The most important time you sign your name is probably when you record your agreement to a contract. This is a process with a long tradition and, until recently, little about it changed. For centuries, the only improvement was the development of better pens. But now, technology has added a number of wrinkles.
I Accept and I Agree buttons litter the Internet, along with Terms and Conditions links that take you to barely discernible fine print. If you have actually read these contracts, you may wonder about some of the conditions: "Is that legal?" and "Can they really do that?" Well, it depends. Technology is tricky, and so is the law. Is signing your name becoming too quick and easy? You be the judge.
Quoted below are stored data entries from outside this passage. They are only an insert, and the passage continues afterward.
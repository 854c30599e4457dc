//! Per-cell security scan.
//!
//! Every raw cell is checked before any coercion. A single match rejects
//! the whole file; the error names the rule that fired so rejections can
//! be reported precisely.

use crate::error::{IngestError, IngestResult};

/// Markup fragments that must never appear inside a cell.
const HTML_MARKERS: &[&str] = &["<script", "<iframe", "<object", "<embed"];

/// URL protocols that must never appear inside a cell.
const URL_PROTOCOLS: &[&str] = &["javascript:", "vbscript:", "data:"];

/// Checks a raw cell against the security policy.
///
/// Leading `=`, `+` or `@` always fire the formula rule. A leading `-`
/// fires only when followed by a letter, so negative numbers like `-500`
/// stay legal.
pub fn scan_cell(cell: &str, max_cell_chars: usize) -> IngestResult<()> {
    if cell.chars().count() > max_cell_chars {
        return Err(IngestError::hostile(
            "cell-length",
            format!(
                "cell of {} characters exceeds the {} character limit",
                cell.chars().count(),
                max_cell_chars
            ),
        ));
    }

    let trimmed = cell.trim_start();
    let mut chars = trimmed.chars();
    match chars.next() {
        Some('=') | Some('+') | Some('@') => {
            return Err(IngestError::hostile(
                "formula-injection",
                format!("cell starts with a spreadsheet formula marker: {}", preview(trimmed)),
            ));
        }
        Some('-') => {
            if chars.next().is_some_and(|c| c.is_alphabetic()) {
                return Err(IngestError::hostile(
                    "formula-injection",
                    format!("cell starts with '-' followed by a letter: {}", preview(trimmed)),
                ));
            }
        }
        _ => {}
    }

    let lower = cell.to_lowercase();
    for marker in HTML_MARKERS {
        if lower.contains(marker) {
            return Err(IngestError::hostile(
                "embedded-markup",
                format!("cell contains '{marker}'"),
            ));
        }
    }
    for protocol in URL_PROTOCOLS {
        if lower.contains(protocol) {
            return Err(IngestError::hostile(
                "url-protocol",
                format!("cell contains '{protocol}'"),
            ));
        }
    }

    Ok(())
}

fn preview(cell: &str) -> String {
    let shortened: String = cell.chars().take(40).collect();
    if shortened.len() < cell.len() {
        format!("'{shortened}…'")
    } else {
        format!("'{shortened}'")
    }
}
Please note: I am not a lawyer! I've done my best to research these issues, but that is no substitute for consulting a lawyer.
1: Signing with a pen and faxing
These days, the traditional way to sign a contract is to print it out, sign it with a pen, and fax it back to the originator — straightforward and legally enforceable. It does, however, require access to a fax machine or program.
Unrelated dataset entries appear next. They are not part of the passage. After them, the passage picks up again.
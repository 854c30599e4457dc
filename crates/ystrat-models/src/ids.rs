//! Fingerprint and identifier helpers.

use chrono::{DateTime, Timelike, Utc};
use sha1::Sha1;
use sha2::{Digest, Sha256};
use uuid::Uuid;

use crate::brief::Brief;
use crate::row::CreatorRow;

/// Current UTC time truncated to second precision, the resolution persisted
/// in strategy timestamps and file names.
pub fn utc_now_secs() -> DateTime<Utc> {
    let now = Utc::now();
    now.with_nanosecond(0).unwrap_or(now)
}

/// A fresh 16-hex correlation id for one pipeline invocation.
pub fn correlation_id() -> String {
    let simple = Uuid::new_v4().simple().to_string();
    simple[..16].to_string()
}

/// Stable 16-hex fingerprint of a set of validated rows.
///
/// Rows are rendered canonically and sorted before hashing, so row order in
/// the source file does not change the fingerprint.
pub fn input_fingerprint(rows: &[CreatorRow]) -> String {
    let mut lines: Vec<String> = rows.iter().map(canonical_row).collect();
    lines.sort();

    let mut hasher = Sha256::new();
    for line in &lines {
        hasher.update(line.as_bytes());
        hasher.update(b"\n");
    }
    hex::encode(&hasher.finalize()[..8])
}

fn canonical_row(row: &CreatorRow) -> String {
    fn opt<T: std::fmt::Display>(value: &Option<T>) -> String {
        value.as_ref().map(|v| v.to_string()).unwrap_or_default()
    }

    format!(
        "{}|{}|{}|{}|{}|{}|{}|{}|{}|{}",
        row.title.trim(),
        opt(&row.video_id),
        opt(&row.views),
        opt(&row.likes),
        opt(&row.comments),
        row.published_at
            .map(|d| d.format("%Y-%m-%dT%H:%M:%SZ").to_string())
            .unwrap_or_default(),
        opt(&row.country),
        opt(&row.ctr),
        opt(&row.avg_view_duration_s),
        opt(&row.impressions),
    )
}

/// Derives the 8-hex strategy id from the fingerprint, brief and creation
/// time. `collision` is a rehash counter; 0 for the first attempt.
pub fn strategy_id(
    fingerprint: &str,
    brief: &Brief,
    created_at: &DateTime<Utc>,
    collision: u32,
) -> String {
    let mut hasher = Sha1::new();
    hasher.update(fingerprint.as_bytes());
    hasher.update(brief.goal.as_bytes());
    hasher.update(brief.audience.as_bytes());
    hasher.update(brief.tone.as_str().as_bytes());
    hasher.update(
        created_at
            .format("%Y-%m-%dT%H:%M:%SZ")
            .to_string()
            .as_bytes(),
    );
    if collision > 0 {
        hasher.update(collision.to_be_bytes());
    }
    hex::encode(&hasher.finalize()[..4])
}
2: Signing with a pen, scanning, and emailing as an image file
Only slightly different is relying on email rather than fax to return the contract. To prevent easy alteration of the signed contract, it must be turned into an image file (PDF, JPEG, etc.) before sending.
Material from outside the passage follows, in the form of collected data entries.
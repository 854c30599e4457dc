//! Text-generation client with retry, sanitization and deterministic
//! fallback.

pub mod client;
pub mod error;
pub mod fallback;

pub use client::{generate_with_fallback, LlmClient, LlmConfig, TextGenerator};
pub use error::{LlmError, LlmResult};
pub use fallback::fallback_candidates;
3: Signing with a rubber stamp, or an image of your signature
If a person can't write a signature — or has too many signatures to write, like a corporate CEO — an image of the signature can be used instead, provided that it is "previously authorized" and the signer had the intent to sign. Proof of the signer's intent becomes increasingly important as methods change.
4: Signing with a signature pad or handheld device
Frankly, "signature pad" is a misnomer. It's next to impossible to duplicate your written signature because a) the stylus is blunter than a pen; b) the writing surface provides no friction whatsoever; c) there's no resting place for your wrist; and d) you're likely to be signing on an angled or unstable surface, in poor light. It's like trying to sign a block of ice. Most people give up the struggle and simply make some sort of mark.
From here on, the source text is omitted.